COLWOOD -- Ginette is preparing to share what she never expected to tell: her husband AJ’s story.
"He was always saying, ‘I hope I have the energy and knowledge to write a book about what happened to me,’" Ginette says.
But he didn’t get the chance. AJ died four days ago.
"So that’s why I wanted to share what he’s not able to talk about," Ginette says.
The story begins when Ginette was going through some papers and saw a birth certificate featuring an unfamiliar name, Kenneth McIntosh. AJ said his parents first showed him the document when he was 13.
"They told him they adopted him," Ginette says. "But [they said] they didn’t really want him."
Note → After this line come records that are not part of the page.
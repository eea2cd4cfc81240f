//! Segment handle.
//!
//! A segment is the body portion of an accepted datagram, addressed as a
//! range inside the pool buffer the datagram was read into. The buffer
//! stays on loan until the batch processor copies the body into an owned
//! string at seal time.

use crate::buffer_pool::PooledBuf;

/// An accepted trace segment still resident in its receive buffer.
#[derive(Debug)]
pub struct Segment {
    buf: PooledBuf,
    body_start: usize,
    body_len: usize,
}

impl Segment {
    /// Build a segment from its buffer and the body range within it.
    ///
    /// `body_start + body_len` must lie inside the buffer; the receiver
    /// derives both from the datagram length, so this is asserted rather
    /// than propagated.
    pub fn new(buf: PooledBuf, body_start: usize, body_len: usize) -> Self {
        debug_assert!(body_start + body_len <= buf.len());
        Self {
            buf,
            body_start,
            body_len,
        }
    }

    /// The segment document bytes.
    pub fn body(&self) -> &[u8] {
        &self.buf.as_slice()[self.body_start..self.body_start + self.body_len]
    }

    /// Copy the document into an owned string, replacing any invalid UTF-8
    /// rather than failing; the service rejects garbage documents itself.
    pub fn body_string(&self) -> String {
        String::from_utf8_lossy(self.body()).into_owned()
    }

    /// Give up the segment and recover its buffer for the pool.
    pub fn into_buf(self) -> PooledBuf {
        self.buf
    }
}

#[cfg(test)]
mod tests {
    use super::*;
    use crate::buffer_pool::BufferPool;

    #[test]
    fn test_body_range() {
        let pool = BufferPool::new(1, 64);
        let mut buf = pool.acquire().unwrap();
        buf.as_mut_slice()[..10].copy_from_slice(b"hdr\n{body}");

        let segment = Segment::new(buf, 4, 6);
        assert_eq!(segment.body(), b"{body}");
        assert_eq!(segment.body_string(), "{body}");

        pool.release(segment.into_buf());
        assert_eq!(pool.available(), 1);
    }
}
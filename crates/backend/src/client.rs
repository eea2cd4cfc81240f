//! Client facade over the X-Ray service API.
//!
//! Two calls, both JSON POSTs against the resolved endpoint:
//! `/TraceSegments` for segment batches and `/TelemetryRecords` for
//! self-telemetry. Requests are SigV4-signed and stamped with the daemon
//! user-agent and a send-time header.
//!
//! The facade is a trait so the pipeline can run against a mock in tests.

use std::time::{Duration, SystemTime, UNIX_EPOCH};

use async_trait::async_trait;
use aws_credential_types::provider::SharedCredentialsProvider;
use url::Url;

use crate::error::BackendError;
use crate::sign::{payload_hash, sign_request};
use crate::types::{PutSegmentsOutput, TelemetryMeta, TelemetryRecord};

/// Idle upstream connections are kept longer than the telemetry cadence
/// (60 s) so the periodic upload reuses its connection.
const POOL_IDLE_TIMEOUT: Duration = Duration::from_secs(90);

/// HTTP/2 ping interval for reaping half-open connections.
const H2_KEEP_ALIVE_INTERVAL: Duration = Duration::from_secs(1);

/// Time after an unanswered ping before the connection is closed.
const H2_KEEP_ALIVE_TIMEOUT: Duration = Duration::from_secs(2);

/// Response bodies are truncated to this length in error messages.
const ERROR_BODY_LIMIT: usize = 256;

/// The service API surface the daemon consumes.
#[async_trait]
pub trait XRayApi: Send + Sync {
    /// Upload a batch of raw segment documents.
    async fn put_segments(&self, documents: Vec<String>) -> Result<PutSegmentsOutput, BackendError>;

    /// Upload telemetry records.
    async fn put_telemetry(
        &self,
        records: Vec<TelemetryRecord>,
        meta: &TelemetryMeta,
    ) -> Result<(), BackendError>;
}

/// Connection settings for [`XRayClient`].
#[derive(Debug, Clone)]
pub struct ClientSettings {
    /// Resolved service endpoint.
    pub endpoint: Url,

    /// Signing region.
    pub region: String,

    /// Per-request timeout.
    pub request_timeout: Duration,

    /// Idle connections kept per host.
    pub max_idle_per_host: usize,

    /// Skip TLS certificate verification.
    pub no_verify_ssl: bool,

    /// Explicit outbound proxy. `None` falls back to HTTPS_PROXY.
    pub proxy_address: Option<String>,
}

/// Signed `reqwest`-backed implementation of [`XRayApi`].
pub struct XRayClient {
    http: reqwest::Client,
    endpoint: Url,
    region: String,
    credentials: SharedCredentialsProvider,
    user_agent: String,
}

impl XRayClient {
    /// Build a client from settings and a credential provider.
    pub fn new(
        settings: ClientSettings,
        credentials: SharedCredentialsProvider,
    ) -> Result<Self, BackendError> {
        let mut builder = reqwest::Client::builder()
            .timeout(settings.request_timeout)
            .pool_idle_timeout(POOL_IDLE_TIMEOUT)
            .pool_max_idle_per_host(settings.max_idle_per_host)
            .http2_keep_alive_interval(H2_KEEP_ALIVE_INTERVAL)
            .http2_keep_alive_timeout(H2_KEEP_ALIVE_TIMEOUT)
            .http2_keep_alive_while_idle(true)
            .danger_accept_invalid_certs(settings.no_verify_ssl);

        // Explicit proxy wins; otherwise reqwest picks up HTTPS_PROXY
        // from the environment on its own.
        if let Some(proxy) = settings.proxy_address.as_deref() {
            tracing::debug!(proxy = %proxy, "using outbound proxy");
            builder = builder.proxy(reqwest::Proxy::all(proxy)?);
        }

        Ok(Self {
            http: builder.build()?,
            endpoint: settings.endpoint,
            region: settings.region,
            credentials,
            user_agent: daemon_user_agent(),
        })
    }

    async fn post_json(&self, path: &str, body: Vec<u8>) -> Result<reqwest::Response, BackendError> {
        let url = self
            .endpoint
            .join(path)
            .map_err(|e| BackendError::InvalidEndpoint {
                endpoint: format!("{}{}", self.endpoint, path),
                source: e,
            })?;

        let host = url.host_str().unwrap_or_default().to_string();
        let host_header = match url.port() {
            Some(port) => format!("{host}:{port}"),
            None => host,
        };

        let hash = payload_hash(&body);
        let to_sign = [
            ("host".to_string(), host_header),
            ("content-type".to_string(), "application/json".to_string()),
        ];
        let signed_headers = sign_request(
            "POST",
            url.as_str(),
            &to_sign,
            &hash,
            &self.region,
            &self.credentials,
            SystemTime::now(),
        )
        .await?;

        let mut request = self
            .http
            .post(url)
            .header("Content-Type", "application/json")
            .header("User-Agent", &self.user_agent)
            .header("X-Amzn-Xray-Timestamp", xray_timestamp())
            .body(body);
        for (name, value) in signed_headers {
            request = request.header(name, value);
        }

        let response = request.send().await?;
        let status = response.status();
        if !status.is_success() {
            let mut message = response.text().await.unwrap_or_default();
            message.truncate(ERROR_BODY_LIMIT);
            return Err(BackendError::Http {
                status: status.as_u16(),
                message,
            });
        }
        Ok(response)
    }
}

#[async_trait]
impl XRayApi for XRayClient {
    async fn put_segments(&self, documents: Vec<String>) -> Result<PutSegmentsOutput, BackendError> {
        let body = serde_json::to_vec(&serde_json::json!({
            "TraceSegmentDocuments": documents,
        }))?;

        let response = self.post_json("/TraceSegments", body).await?;
        let output = response
            .json::<PutSegmentsOutput>()
            .await
            .unwrap_or_default();
        Ok(output)
    }

    async fn put_telemetry(
        &self,
        records: Vec<TelemetryRecord>,
        meta: &TelemetryMeta,
    ) -> Result<(), BackendError> {
        let body = serde_json::to_vec(&serde_json::json!({
            "EC2InstanceId": meta.instance_id,
            "Hostname": meta.hostname,
            "ResourceARN": meta.resource_arn,
            "TelemetryRecords": records,
        }))?;

        self.post_json("/TelemetryRecords", body).await?;
        Ok(())
    }
}

/// The daemon user-agent:
/// `xray-agent/xray-daemon/<version> exec-env/<env> OS/<os>-<arch>`.
fn daemon_user_agent() -> String {
    let exec_env = std::env::var("AWS_EXECUTION_ENV").unwrap_or_default();
    let exec_env = if exec_env.is_empty() {
        "UNKNOWN".to_string()
    } else {
        exec_env
    };
    format!(
        "xray-agent/xray-daemon/{} exec-env/{} OS/{}-{}",
        env!("CARGO_PKG_VERSION"),
        exec_env,
        std::env::consts::OS,
        std::env::consts::ARCH,
    )
}

/// Request send time as fractional seconds with nanosecond precision.
fn xray_timestamp() -> String {
    let now = SystemTime::now()
        .duration_since(UNIX_EPOCH)
        .unwrap_or_default();
    format!("{}.{:09}", now.as_secs(), now.subsec_nanos())
}

#[cfg(test)]
#[path = "client_test.rs"]
mod client_test;
//! SigV4 request signing.
//!
//! One helper shared by the client facade and the signing proxy. The
//! caller supplies the payload hash so a request body that was already
//! buffered is not hashed twice.

use std::time::SystemTime;

use aws_credential_types::provider::{ProvideCredentials, SharedCredentialsProvider};
use aws_sigv4::http_request::{
    sign, PayloadChecksumKind, SignableBody, SignableRequest, SigningSettings,
};
use aws_sigv4::sign::v4;

use crate::error::BackendError;

/// Service name used in the credential scope.
const SERVICE: &str = "xray";

/// Sign an HTTP request, returning the headers to add to it.
///
/// `body_hash` is the lower-case hex SHA-256 of the request body. The
/// returned set always contains `authorization` and `x-amz-date`, plus
/// `x-amz-content-sha256` (mirroring `body_hash`) and, with temporary
/// credentials, `x-amz-security-token`.
pub async fn sign_request(
    method: &str,
    url: &str,
    headers: &[(String, String)],
    body_hash: &str,
    region: &str,
    credentials: &SharedCredentialsProvider,
    time: SystemTime,
) -> Result<Vec<(String, String)>, BackendError> {
    let creds = credentials
        .provide_credentials()
        .await
        .map_err(|e| BackendError::Credentials(e.to_string()))?;
    let identity = creds.into();

    let mut settings = SigningSettings::default();
    settings.payload_checksum_kind = PayloadChecksumKind::XAmzSha256;

    let params = v4::SigningParams::builder()
        .identity(&identity)
        .region(region)
        .name(SERVICE)
        .time(time)
        .settings(settings)
        .build()
        .map_err(|e| BackendError::Signing(e.to_string()))?
        .into();

    let signable_headers = headers
        .iter()
        .map(|(name, value)| (name.as_str(), value.as_str()));
    let signable = SignableRequest::new(
        method,
        url,
        signable_headers,
        SignableBody::Precomputed(body_hash.to_string()),
    )
    .map_err(|e| BackendError::Signing(e.to_string()))?;

    let (instructions, _signature) = sign(signable, &params)
        .map_err(|e| BackendError::Signing(e.to_string()))?
        .into_parts();

    Ok(instructions
        .headers()
        .map(|(name, value)| (name.to_string(), value.to_string()))
        .collect())
}

/// Lower-case hex SHA-256 of a request body.
pub fn payload_hash(body: &[u8]) -> String {
    use sha2::{Digest, Sha256};
    hex::encode(Sha256::digest(body))
}

#[cfg(test)]
mod tests {
    use super::*;
    use aws_credential_types::Credentials;

    fn test_provider(session_token: Option<&str>) -> SharedCredentialsProvider {
        SharedCredentialsProvider::new(Credentials::new(
            "AKIDEXAMPLE",
            "wJalrXUtnFEMI/K7MDENG+bPxRfiCYEXAMPLEKEY",
            session_token.map(str::to_string),
            None,
            "test",
        ))
    }

    #[test]
    fn test_payload_hash_matches_known_vector() {
        // sha256 of the empty string.
        assert_eq!(
            payload_hash(b""),
            "e3b0c44298fc1c149afbf4c8996fb92427ae41e4649b934ca495991b7852b855"
        );
        // sha256 of "X".
        assert_eq!(
            payload_hash(b"X"),
            "4b68ab3847feda7d6c62c1fbcbeebfa35eab7351ed5e78f4ddadea5df64b8015"
        );
    }

    #[tokio::test]
    async fn test_signed_headers_present() {
        let headers = sign_request(
            "POST",
            "https://xray.us-east-1.amazonaws.com/TraceSegments",
            &[("host".to_string(), "xray.us-east-1.amazonaws.com".to_string())],
            &payload_hash(b"{}"),
            "us-east-1",
            &test_provider(None),
            SystemTime::UNIX_EPOCH,
        )
        .await
        .unwrap();

        let names: Vec<&str> = headers.iter().map(|(name, _)| name.as_str()).collect();
        assert!(names.contains(&"authorization"));
        assert!(names.contains(&"x-amz-date"));
        assert!(names.contains(&"x-amz-content-sha256"));
        assert!(!names.contains(&"x-amz-security-token"));

        let sha = headers
            .iter()
            .find(|(name, _)| name == "x-amz-content-sha256")
            .map(|(_, value)| value.as_str())
            .unwrap();
        assert_eq!(sha, payload_hash(b"{}"));
    }

    #[tokio::test]
    async fn test_temporary_credentials_add_token() {
        let headers = sign_request(
            "POST",
            "https://xray.us-east-1.amazonaws.com/TraceSegments",
            &[],
            &payload_hash(b""),
            "us-east-1",
            &test_provider(Some("SESSIONTOKEN")),
            SystemTime::UNIX_EPOCH,
        )
        .await
        .unwrap();

        assert!(headers
            .iter()
            .any(|(name, _)| name == "x-amz-security-token"));
    }
}
//! Daemon self-telemetry.
//!
//! Every component counts what it does (segments received, sent,
//! rejected, spilled, and backend connection failures) into one shared
//! [`TelemetryState`]. A dedicated uploader task closes a counter window
//! every 60 seconds and ships the snapshots to the backend alongside the
//! segment traffic.
//!
//! Until the first segment arrives nothing is uploaded: an idle daemon
//! has nothing interesting to report.

mod metadata;
mod state;
mod uploader;

pub use metadata::resolve_meta;
pub use state::TelemetryState;
pub use uploader::{TelemetryUploader, UploaderConfig};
She says AJ left home at 16 but didn’t really start looking for his birth mother until he was in his 40s. That’s when Ginette suggested they write to the address on his birth certificate in Scotland.
"A couple months later somebody finally phones us," Ginette recalls. "They say, ‘We are really sorry, we opened the letter but it’s no house anymore.’"
The caller said what was once a house was now a park. Then they offered to share AJ’s search with the local newspaper. The paper published the information and a couple weeks later AJ received another call from Scotland.
"She said, ‘Somebody’s looking for Kenneth McIntosh?’" Ginette recalls. "And [AJ] said, ‘That’s me.’"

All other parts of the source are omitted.